*Task instructions*. Lines containing "Unsigned" should be pulled from the material below.

*Source data*.
*-*-*

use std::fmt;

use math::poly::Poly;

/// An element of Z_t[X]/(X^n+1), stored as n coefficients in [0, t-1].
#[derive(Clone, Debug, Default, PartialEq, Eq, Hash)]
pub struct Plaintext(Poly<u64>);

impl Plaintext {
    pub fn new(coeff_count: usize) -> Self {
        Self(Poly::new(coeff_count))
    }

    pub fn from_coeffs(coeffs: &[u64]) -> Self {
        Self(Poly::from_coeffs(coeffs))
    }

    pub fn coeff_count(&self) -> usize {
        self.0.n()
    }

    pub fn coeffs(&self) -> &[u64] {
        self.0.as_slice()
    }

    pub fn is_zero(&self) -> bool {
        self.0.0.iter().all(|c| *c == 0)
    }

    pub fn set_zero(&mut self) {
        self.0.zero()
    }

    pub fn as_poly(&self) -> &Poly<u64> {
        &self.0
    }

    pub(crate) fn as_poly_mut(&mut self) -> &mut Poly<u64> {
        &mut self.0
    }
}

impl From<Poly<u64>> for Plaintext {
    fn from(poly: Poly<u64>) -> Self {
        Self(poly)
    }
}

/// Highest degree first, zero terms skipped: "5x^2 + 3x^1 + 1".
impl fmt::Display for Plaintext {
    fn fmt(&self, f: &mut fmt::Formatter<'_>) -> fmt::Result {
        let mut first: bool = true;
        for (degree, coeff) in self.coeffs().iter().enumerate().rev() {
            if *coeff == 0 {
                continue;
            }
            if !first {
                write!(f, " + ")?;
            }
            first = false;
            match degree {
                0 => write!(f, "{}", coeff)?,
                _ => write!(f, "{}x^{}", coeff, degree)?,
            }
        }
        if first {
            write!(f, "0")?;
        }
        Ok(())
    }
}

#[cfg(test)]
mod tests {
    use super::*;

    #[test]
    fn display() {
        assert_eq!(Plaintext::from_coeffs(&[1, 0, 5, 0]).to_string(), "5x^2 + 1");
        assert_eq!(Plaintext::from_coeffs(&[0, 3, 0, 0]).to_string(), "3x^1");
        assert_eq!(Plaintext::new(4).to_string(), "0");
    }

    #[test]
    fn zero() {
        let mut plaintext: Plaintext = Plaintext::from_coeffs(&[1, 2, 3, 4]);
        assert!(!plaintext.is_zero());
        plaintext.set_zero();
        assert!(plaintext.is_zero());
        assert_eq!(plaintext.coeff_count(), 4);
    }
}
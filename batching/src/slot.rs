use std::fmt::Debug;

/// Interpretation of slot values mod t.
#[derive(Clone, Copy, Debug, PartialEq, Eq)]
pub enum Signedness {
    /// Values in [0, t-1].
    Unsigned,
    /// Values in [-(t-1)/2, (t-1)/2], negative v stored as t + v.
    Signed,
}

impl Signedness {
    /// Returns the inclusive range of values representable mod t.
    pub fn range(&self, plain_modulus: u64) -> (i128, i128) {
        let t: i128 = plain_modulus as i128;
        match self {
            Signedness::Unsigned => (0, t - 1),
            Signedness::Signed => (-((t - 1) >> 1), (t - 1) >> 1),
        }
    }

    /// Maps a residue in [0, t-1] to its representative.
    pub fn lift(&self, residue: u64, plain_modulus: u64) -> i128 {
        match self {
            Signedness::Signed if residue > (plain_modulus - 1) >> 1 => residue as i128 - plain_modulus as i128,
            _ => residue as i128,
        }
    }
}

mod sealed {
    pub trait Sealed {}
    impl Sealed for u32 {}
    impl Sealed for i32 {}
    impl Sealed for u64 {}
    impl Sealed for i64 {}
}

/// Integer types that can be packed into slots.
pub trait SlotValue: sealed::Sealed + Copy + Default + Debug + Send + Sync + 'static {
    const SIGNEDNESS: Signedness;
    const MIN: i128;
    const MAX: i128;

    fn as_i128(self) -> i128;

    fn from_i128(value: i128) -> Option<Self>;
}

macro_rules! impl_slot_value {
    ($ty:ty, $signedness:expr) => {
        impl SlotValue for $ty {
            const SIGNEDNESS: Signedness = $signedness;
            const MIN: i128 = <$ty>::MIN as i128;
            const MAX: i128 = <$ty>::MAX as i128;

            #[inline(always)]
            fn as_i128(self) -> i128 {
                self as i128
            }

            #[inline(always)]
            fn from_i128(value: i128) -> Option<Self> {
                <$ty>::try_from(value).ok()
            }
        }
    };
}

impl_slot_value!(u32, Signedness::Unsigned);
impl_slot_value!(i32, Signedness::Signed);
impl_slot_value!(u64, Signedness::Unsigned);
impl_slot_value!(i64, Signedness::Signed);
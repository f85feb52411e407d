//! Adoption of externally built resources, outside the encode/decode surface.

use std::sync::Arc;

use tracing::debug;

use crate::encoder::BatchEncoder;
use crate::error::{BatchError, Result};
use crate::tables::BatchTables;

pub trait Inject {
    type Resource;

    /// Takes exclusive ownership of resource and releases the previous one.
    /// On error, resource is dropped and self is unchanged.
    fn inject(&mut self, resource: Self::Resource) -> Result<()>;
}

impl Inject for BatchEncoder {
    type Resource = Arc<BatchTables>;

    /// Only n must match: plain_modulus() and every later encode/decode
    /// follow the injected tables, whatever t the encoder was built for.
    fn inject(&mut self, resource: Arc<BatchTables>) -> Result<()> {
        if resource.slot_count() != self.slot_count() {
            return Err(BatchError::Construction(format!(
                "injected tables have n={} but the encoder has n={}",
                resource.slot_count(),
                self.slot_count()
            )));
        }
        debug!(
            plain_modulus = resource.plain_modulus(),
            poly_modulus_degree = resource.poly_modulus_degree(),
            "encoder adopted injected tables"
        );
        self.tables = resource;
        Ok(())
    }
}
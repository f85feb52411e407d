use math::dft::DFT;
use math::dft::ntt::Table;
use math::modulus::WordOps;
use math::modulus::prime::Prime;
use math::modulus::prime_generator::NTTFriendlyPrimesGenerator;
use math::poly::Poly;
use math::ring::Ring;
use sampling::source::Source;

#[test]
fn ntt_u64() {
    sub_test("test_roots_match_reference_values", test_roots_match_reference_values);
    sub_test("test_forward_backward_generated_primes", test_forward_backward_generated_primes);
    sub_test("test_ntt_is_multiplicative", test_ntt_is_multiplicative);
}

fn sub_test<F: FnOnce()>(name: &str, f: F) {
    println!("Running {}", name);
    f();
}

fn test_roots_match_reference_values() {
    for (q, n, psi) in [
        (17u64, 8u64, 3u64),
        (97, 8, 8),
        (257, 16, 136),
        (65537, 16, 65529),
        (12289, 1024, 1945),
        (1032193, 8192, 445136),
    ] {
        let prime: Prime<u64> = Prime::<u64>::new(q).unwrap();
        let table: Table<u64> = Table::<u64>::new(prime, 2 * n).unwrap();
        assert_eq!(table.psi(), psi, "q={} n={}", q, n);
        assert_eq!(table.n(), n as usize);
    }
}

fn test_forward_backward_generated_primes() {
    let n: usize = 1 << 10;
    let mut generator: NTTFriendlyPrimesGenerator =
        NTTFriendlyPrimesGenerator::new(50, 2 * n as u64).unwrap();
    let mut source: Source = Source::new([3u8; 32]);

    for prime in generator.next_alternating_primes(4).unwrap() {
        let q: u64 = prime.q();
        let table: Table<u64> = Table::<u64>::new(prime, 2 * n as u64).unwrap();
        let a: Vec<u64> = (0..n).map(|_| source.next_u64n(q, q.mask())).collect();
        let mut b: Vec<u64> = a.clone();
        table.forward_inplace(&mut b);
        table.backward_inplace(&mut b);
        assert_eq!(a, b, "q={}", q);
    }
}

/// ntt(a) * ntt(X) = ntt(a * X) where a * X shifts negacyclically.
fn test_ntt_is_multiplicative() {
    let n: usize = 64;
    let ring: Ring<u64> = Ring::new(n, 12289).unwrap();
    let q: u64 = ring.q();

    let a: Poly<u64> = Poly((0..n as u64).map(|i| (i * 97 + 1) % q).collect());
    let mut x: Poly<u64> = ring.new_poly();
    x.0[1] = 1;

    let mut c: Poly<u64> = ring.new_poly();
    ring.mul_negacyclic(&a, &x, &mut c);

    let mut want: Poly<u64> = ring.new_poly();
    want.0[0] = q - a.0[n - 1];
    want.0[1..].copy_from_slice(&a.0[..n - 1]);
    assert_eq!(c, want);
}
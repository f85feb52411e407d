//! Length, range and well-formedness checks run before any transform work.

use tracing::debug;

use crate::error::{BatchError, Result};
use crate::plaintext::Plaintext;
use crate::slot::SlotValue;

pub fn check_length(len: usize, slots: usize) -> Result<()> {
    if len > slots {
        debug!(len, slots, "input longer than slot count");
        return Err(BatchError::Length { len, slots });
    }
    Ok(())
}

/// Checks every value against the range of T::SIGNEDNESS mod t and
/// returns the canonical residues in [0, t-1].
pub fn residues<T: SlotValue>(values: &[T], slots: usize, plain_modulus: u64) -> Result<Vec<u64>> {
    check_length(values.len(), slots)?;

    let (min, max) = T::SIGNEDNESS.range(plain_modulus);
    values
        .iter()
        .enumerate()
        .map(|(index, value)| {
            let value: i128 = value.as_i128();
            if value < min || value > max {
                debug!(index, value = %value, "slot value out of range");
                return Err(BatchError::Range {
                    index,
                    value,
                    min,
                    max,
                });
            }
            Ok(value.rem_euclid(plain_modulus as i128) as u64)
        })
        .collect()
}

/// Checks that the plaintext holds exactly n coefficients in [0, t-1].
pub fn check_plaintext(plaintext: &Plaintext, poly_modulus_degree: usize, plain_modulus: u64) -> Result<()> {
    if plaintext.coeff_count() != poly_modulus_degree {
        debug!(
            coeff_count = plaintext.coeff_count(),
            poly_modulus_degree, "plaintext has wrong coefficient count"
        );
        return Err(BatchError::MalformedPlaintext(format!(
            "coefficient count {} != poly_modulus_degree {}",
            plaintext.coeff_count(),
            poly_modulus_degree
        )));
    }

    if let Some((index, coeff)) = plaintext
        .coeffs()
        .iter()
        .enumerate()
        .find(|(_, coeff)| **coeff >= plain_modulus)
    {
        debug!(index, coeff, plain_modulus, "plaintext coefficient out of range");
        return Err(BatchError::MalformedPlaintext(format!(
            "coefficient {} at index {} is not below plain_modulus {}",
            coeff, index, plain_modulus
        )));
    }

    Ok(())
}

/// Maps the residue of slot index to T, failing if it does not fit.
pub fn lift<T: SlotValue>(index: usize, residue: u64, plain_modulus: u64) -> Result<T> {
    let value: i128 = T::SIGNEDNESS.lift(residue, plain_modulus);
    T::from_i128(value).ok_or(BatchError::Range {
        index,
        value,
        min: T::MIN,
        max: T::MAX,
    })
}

*-*-*

*Exercise solution*.
    Unsigned,
            Signedness::Unsigned => (0, t - 1),
impl_slot_value!(u32, Signedness::Unsigned);
impl_slot_value!(u64, Signedness::Unsigned);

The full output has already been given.